[Records contained in a dataset]

++++++++++++++++++++

use std::fs;
use std::path::{Path, PathBuf};
use std::time::Duration;

use serde::{Deserialize, Serialize};
use thiserror::Error;

use crate::detection::domain::detector_kind::{DetectorKind, LandmarkDetectorKind};
use crate::detection::domain::model_pool::PoolSettings;
use crate::shared::camera::CameraIntrinsics;
use crate::shared::constants::{
    CONFIG_DIR_NAME, CONFIG_FILE_NAME, DEFAULT_CERTAINTY_THRESHOLD,
    DEFAULT_DISAPPEARANCE_GRACE_MS, DEFAULT_IMAGE_HEIGHT, DEFAULT_IMAGE_WIDTH,
    DEFAULT_MAX_DISTANCE_PX, DEFAULT_MAX_FACES, DEFAULT_PERSISTENCE_MS, DETECTION_INTERVAL,
    EVENT_CHANNEL_CAPACITY, IDLE_SLEEP_MS, MAX_CONSECUTIVE_FAILURES, OVERLAP_THRESHOLD,
};
use crate::tracking::domain::identity_tracker::IdentitySettings;

#[derive(Error, Debug)]
pub enum ConfigError {
    #[error("failed to read config {path}: {source}")]
    Read {
        path: PathBuf,
        #[source]
        source: std::io::Error,
    },
    #[error("failed to write config {path}: {source}")]
    Write {
        path: PathBuf,
        #[source]
        source: std::io::Error,
    },
    #[error("invalid config JSON: {0}")]
    Parse(#[from] serde_json::Error),
    #[error("invalid value for {field}: {reason}")]
    Invalid { field: &'static str, reason: String },
    #[error("no platform config directory available")]
    NoConfigDir,
}

/// Setup-time configuration for the tracker.
///
/// Passed by value into the components that need it; nothing reads it
/// from global state.
#[derive(Clone, Debug, PartialEq, Serialize, Deserialize)]
#[serde(default)]
pub struct TrackingConfig {
    pub track_multiple_faces: bool,
    pub image_width: u32,
    pub image_height: u32,
    pub detector: DetectorKind,
    /// Handed to the model factory when the slots are built.
    pub landmark_detector: LandmarkDetectorKind,
    /// `None` uses [`CameraIntrinsics::for_image`] with the image size.
    pub camera: Option<CameraIntrinsics>,
    pub persistence_ms: u64,
    pub max_distance_px: f64,
    pub max_faces: usize,
    pub certainty_threshold: f64,
    pub disappearance_grace_ms: u64,
    pub detection_interval: u64,
    pub max_consecutive_failures: u32,
    pub overlap_threshold: f64,
    pub idle_sleep_ms: u64,
    /// Bound on undelivered result events.
    pub event_capacity: usize,
    pub parallel_slots: bool,
}

impl Default for TrackingConfig {
    fn default() -> Self {
        Self {
            track_multiple_faces: true,
            image_width: DEFAULT_IMAGE_WIDTH,
            image_height: DEFAULT_IMAGE_HEIGHT,
            detector: DetectorKind::default(),
            landmark_detector: LandmarkDetectorKind::default(),
            camera: None,
            persistence_ms: DEFAULT_PERSISTENCE_MS,
            max_distance_px: DEFAULT_MAX_DISTANCE_PX,
            max_faces: DEFAULT_MAX_FACES,
            certainty_threshold: DEFAULT_CERTAINTY_THRESHOLD,
            disappearance_grace_ms: DEFAULT_DISAPPEARANCE_GRACE_MS,
            detection_interval: DETECTION_INTERVAL,
            max_consecutive_failures: MAX_CONSECUTIVE_FAILURES,
            overlap_threshold: OVERLAP_THRESHOLD,
            idle_sleep_ms: IDLE_SLEEP_MS,
            event_capacity: EVENT_CHANNEL_CAPACITY,
            parallel_slots: true,
        }
    }
}

impl TrackingConfig {
    pub fn validate(&self) -> Result<(), ConfigError> {
        if self.image_width == 0 || self.image_height == 0 {
            return Err(invalid(
                "image_width/image_height",
                format!("{}x{} has a zero dimension", self.image_width, self.image_height),
            ));
        }
        if self.max_faces == 0 {
            return Err(invalid("max_faces", "must be at least 1".into()));
        }
        if self.detection_interval == 0 {
            return Err(invalid("detection_interval", "must be at least 1".into()));
        }
        if let Some(camera) = &self.camera {
            if !(camera.fx.is_finite() && camera.fx > 0.0 && camera.fy.is_finite() && camera.fy > 0.0)
            {
                return Err(invalid(
                    "camera",
                    format!("focal lengths must be positive, got fx={} fy={}", camera.fx, camera.fy),
                ));
            }
            if !(camera.cx.is_finite() && camera.cy.is_finite()) {
                return Err(invalid("camera", "principal point must be finite".into()));
            }
        }
        if self.max_distance_px.is_nan() || self.max_distance_px < 0.0 {
            return Err(invalid(
                "max_distance_px",
                format!("{} is not a non-negative distance", self.max_distance_px),
            ));
        }
        if !(0.0..=1.0).contains(&self.certainty_threshold) {
            return Err(invalid(
                "certainty_threshold",
                format!("{} is outside [0, 1]", self.certainty_threshold),
            ));
        }
        if !(self.overlap_threshold > 0.0 && self.overlap_threshold <= 1.0) {
            return Err(invalid(
                "overlap_threshold",
                format!("{} is outside (0, 1]", self.overlap_threshold),
            ));
        }
        if self.event_capacity < 2 {
            return Err(invalid(
                "event_capacity",
                format!("{} cannot hold one frame's pair of events", self.event_capacity),
            ));
        }
        Ok(())
    }

    /// Number of model slots: one in single-face mode.
    pub fn slot_count(&self) -> usize {
        if self.track_multiple_faces {
            self.max_faces
        } else {
            1
        }
    }

    pub fn camera(&self) -> CameraIntrinsics {
        self.camera
            .unwrap_or_else(|| CameraIntrinsics::for_image(self.image_width, self.image_height))
    }

    pub fn pool_settings(&self) -> PoolSettings {
        PoolSettings {
            detector: self.detector,
            camera: self.camera(),
            detection_interval: self.detection_interval,
            max_consecutive_failures: self.max_consecutive_failures,
            overlap_threshold: self.overlap_threshold,
            parallel: self.parallel_slots,
        }
    }

    pub fn identity_settings(&self) -> IdentitySettings {
        IdentitySettings {
            persistence: Duration::from_millis(self.persistence_ms),
            max_distance_px: self.max_distance_px,
            certainty_threshold: self.certainty_threshold,
            disappearance_grace: Duration::from_millis(self.disappearance_grace_ms),
            single_face: !self.track_multiple_faces,
        }
    }

    pub fn idle_sleep(&self) -> Duration {
        Duration::from_millis(self.idle_sleep_ms)
    }

    /// `<platform config dir>/facetrack/config.json`.
    pub fn default_path() -> Result<PathBuf, ConfigError> {
        dirs::config_dir()
            .map(|d| d.join(CONFIG_DIR_NAME).join(CONFIG_FILE_NAME))
            .ok_or(ConfigError::NoConfigDir)
    }

    /// Reads and validates a config file. Missing fields take defaults.
    pub fn load(path: &Path) -> Result<Self, ConfigError> {
        let json = fs::read_to_string(path).map_err(|source| ConfigError::Read {
            path: path.to_path_buf(),
            source,
        })?;
        let config: TrackingConfig = serde_json::from_str(&json)?;
        config.validate()?;
        Ok(config)
    }

    /// Loads the file at [`default_path`](Self::default_path) if it exists,
    /// defaults otherwise.
    pub fn load_or_default() -> Result<Self, ConfigError> {
        match Self::default_path() {
            Ok(path) if path.exists() => Self::load(&path),
            _ => Ok(Self::default()),
        }
    }

    pub fn save(&self, path: &Path) -> Result<(), ConfigError> {
        if let Some(parent) = path.parent() {
            fs::create_dir_all(parent).map_err(|source| ConfigError::Write {
                path: parent.to_path_buf(),
                source,
            })?;
        }
        let json = serde_json::to_string_pretty(self)?;
        fs::write(path, json).map_err(|source| ConfigError::Write {
            path: path.to_path_buf(),
            source,
        })
    }
}

fn invalid(field: &'static str, reason: String) -> ConfigError {
    ConfigError::Invalid { field, reason }
}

++++++++++++++++++++

▶ **TASK**
Repeat the records word for word.

▶ **RESPONSE TO THIS EXERCISE**
use std::fs;
use std::path::{Path, PathBuf};
use std::time::Duration;

use serde::{Deserialize, Serialize};
use thiserror::Error;

use crate::detection::domain::detector_kind::{DetectorKind, LandmarkDetectorKind};
use crate::detection::domain::model_pool::PoolSettings;
use crate::shared::camera::CameraIntrinsics;
use crate::shared::constants::{
    CONFIG_DIR_NAME, CONFIG_FILE_NAME, DEFAULT_CERTAINTY_THRESHOLD,
    DEFAULT_DISAPPEARANCE_GRACE_MS, DEFAULT_IMAGE_HEIGHT, DEFAULT_IMAGE_WIDTH,
    DEFAULT_MAX_DISTANCE_PX, DEFAULT_MAX_FACES, DEFAULT_PERSISTENCE_MS, DETECTION_INTERVAL,
    EVENT_CHANNEL_CAPACITY, IDLE_SLEEP_MS, MAX_CONSECUTIVE_FAILURES, OVERLAP_THRESHOLD,
};
use crate::tracking::domain::identity_tracker::IdentitySettings;

#[derive(Error, Debug)]
pub enum ConfigError {
    #[error("failed to read config {path}: {source}")]
    Read {
        path: PathBuf,
        #[source]
        source: std::io::Error,
    },
    #[error("failed to write config {path}: {source}")]
    Write {
        path: PathBuf,
        #[source]
        source: std::io::Error,
    },
    #[error("invalid config JSON: {0}")]
    Parse(#[from] serde_json::Error),
    #[error("invalid value for {field}: {reason}")]
    Invalid { field: &'static str, reason: String },
    #[error("no platform config directory available")]
    NoConfigDir,
}

/// Setup-time configuration for the tracker.
///
/// Passed by value into the components that need it; nothing reads it
/// from global state.
#[derive(Clone, Debug, PartialEq, Serialize, Deserialize)]
#[serde(default)]
pub struct TrackingConfig {
    pub track_multiple_faces: bool,
    pub image_width: u32,
    pub image_height: u32,
    pub detector: DetectorKind,
    /// Handed to the model factory when the slots are built.
    pub landmark_detector: LandmarkDetectorKind,
    /// `None` uses [`CameraIntrinsics::for_image`] with the image size.
    pub camera: Option<CameraIntrinsics>,
    pub persistence_ms: u64,
    pub max_distance_px: f64,
    pub max_faces: usize,
    pub certainty_threshold: f64,
    pub disappearance_grace_ms: u64,
    pub detection_interval: u64,
    pub max_consecutive_failures: u32,
    pub overlap_threshold: f64,
    pub idle_sleep_ms: u64,
    /// Bound on undelivered result events.
    pub event_capacity: usize,
    pub parallel_slots: bool,
}

impl Default for TrackingConfig {
    fn default() -> Self {
        Self {
            track_multiple_faces: true,
            image_width: DEFAULT_IMAGE_WIDTH,
            image_height: DEFAULT_IMAGE_HEIGHT,
            detector: DetectorKind::default(),
            landmark_detector: LandmarkDetectorKind::default(),
            camera: None,
            persistence_ms: DEFAULT_PERSISTENCE_MS,
            max_distance_px: DEFAULT_MAX_DISTANCE_PX,
            max_faces: DEFAULT_MAX_FACES,
            certainty_threshold: DEFAULT_CERTAINTY_THRESHOLD,
            disappearance_grace_ms: DEFAULT_DISAPPEARANCE_GRACE_MS,
            detection_interval: DETECTION_INTERVAL,
            max_consecutive_failures: MAX_CONSECUTIVE_FAILURES,
            overlap_threshold: OVERLAP_THRESHOLD,
            idle_sleep_ms: IDLE_SLEEP_MS,
            event_capacity: EVENT_CHANNEL_CAPACITY,
            parallel_slots: true,
        }
    }
}

impl TrackingConfig {
    pub fn validate(&self) -> Result<(), ConfigError> {
        if self.image_width == 0 || self.image_height == 0 {
            return Err(invalid(
                "image_width/image_height",
                format!("{}x{} has a zero dimension", self.image_width, self.image_height),
            ));
        }
        if self.max_faces == 0 {
            return Err(invalid("max_faces", "must be at least 1".into()));
        }
        if self.detection_interval == 0 {
            return Err(invalid("detection_interval", "must be at least 1".into()));
        }
        if let Some(camera) = &self.camera {
            if !(camera.fx.is_finite() && camera.fx > 0.0 && camera.fy.is_finite() && camera.fy > 0.0)
            {
                return Err(invalid(
                    "camera",
                    format!("focal lengths must be positive, got fx={} fy={}", camera.fx, camera.fy),
                ));
            }
            if !(camera.cx.is_finite() && camera.cy.is_finite()) {
                return Err(invalid("camera", "principal point must be finite".into()));
            }
        }
        if self.max_distance_px.is_nan() || self.max_distance_px < 0.0 {
            return Err(invalid(
                "max_distance_px",
                format!("{} is not a non-negative distance", self.max_distance_px),
            ));
        }
        if !(0.0..=1.0).contains(&self.certainty_threshold) {
            return Err(invalid(
                "certainty_threshold",
                format!("{} is outside [0, 1]", self.certainty_threshold),
            ));
        }
        if !(self.overlap_threshold > 0.0 && self.overlap_threshold <= 1.0) {
            return Err(invalid(
                "overlap_threshold",
                format!("{} is outside (0, 1]", self.overlap_threshold),
            ));
        }
        if self.event_capacity < 2 {
            return Err(invalid(
                "event_capacity",
                format!("{} cannot hold one frame's pair of events", self.event_capacity),
            ));
        }
        Ok(())
    }

    /// Number of model slots: one in single-face mode.
    pub fn slot_count(&self) -> usize {
        if self.track_multiple_faces {
            self.max_faces
        } else {
            1
        }
    }

    pub fn camera(&self) -> CameraIntrinsics {
        self.camera
            .unwrap_or_else(|| CameraIntrinsics::for_image(self.image_width, self.image_height))
    }

    pub fn pool_settings(&self) -> PoolSettings {
        PoolSettings {
            detector: self.detector,
            camera: self.camera(),
            detection_interval: self.detection_interval,
            max_consecutive_failures: self.max_consecutive_failures,
            overlap_threshold: self.overlap_threshold,
            parallel: self.parallel_slots,
        }
    }

    pub fn identity_settings(&self) -> IdentitySettings {
        IdentitySettings {
            persistence: Duration::from_millis(self.persistence_ms),
            max_distance_px: self.max_distance_px,
            certainty_threshold: self.certainty_threshold,
            disappearance_grace: Duration::from_millis(self.disappearance_grace_ms),
            single_face: !self.track_multiple_faces,
        }
    }

    pub fn idle_sleep(&self) -> Duration {
        Duration::from_millis(self.idle_sleep_ms)
    }

    /// `<platform config dir>/facetrack/config.json`.
    pub fn default_path() -> Result<PathBuf, ConfigError> {
        dirs::config_dir()
            .map(|d| d.join(CONFIG_DIR_NAME).join(CONFIG_FILE_NAME))
            .ok_or(ConfigError::NoConfigDir)
    }

    /// Reads and validates a config file. Missing fields take defaults.
    pub fn load(path: &Path) -> Result<Self, ConfigError> {
        let json = fs::read_to_string(path).map_err(|source| ConfigError::Read {
            path: path.to_path_buf(),
            source,
        })?;
        let config: TrackingConfig = serde_json::from_str(&json)?;
        config.validate()?;
        Ok(config)
    }

    /// Loads the file at [`default_path`](Self::default_path) if it exists,
    /// defaults otherwise.
    pub fn load_or_default() -> Result<Self, ConfigError> {
        match Self::default_path() {
            Ok(path) if path.exists() => Self::load(&path),
            _ => Ok(Self::default()),
        }
    }

    pub fn save(&self, path: &Path) -> Result<(), ConfigError> {
        if let Some(parent) = path.parent() {
            fs::create_dir_all(parent).map_err(|source| ConfigError::Write {
                path: parent.to_path_buf(),
                source,
            })?;
        }
        let json = serde_json::to_string_pretty(self)?;
        fs::write(path, json).map_err(|source| ConfigError::Write {
            path: path.to_path_buf(),
            source,
        })
    }
}

fn invalid(field: &'static str, reason: String) -> ConfigError {
    ConfigError::Invalid { field, reason }
}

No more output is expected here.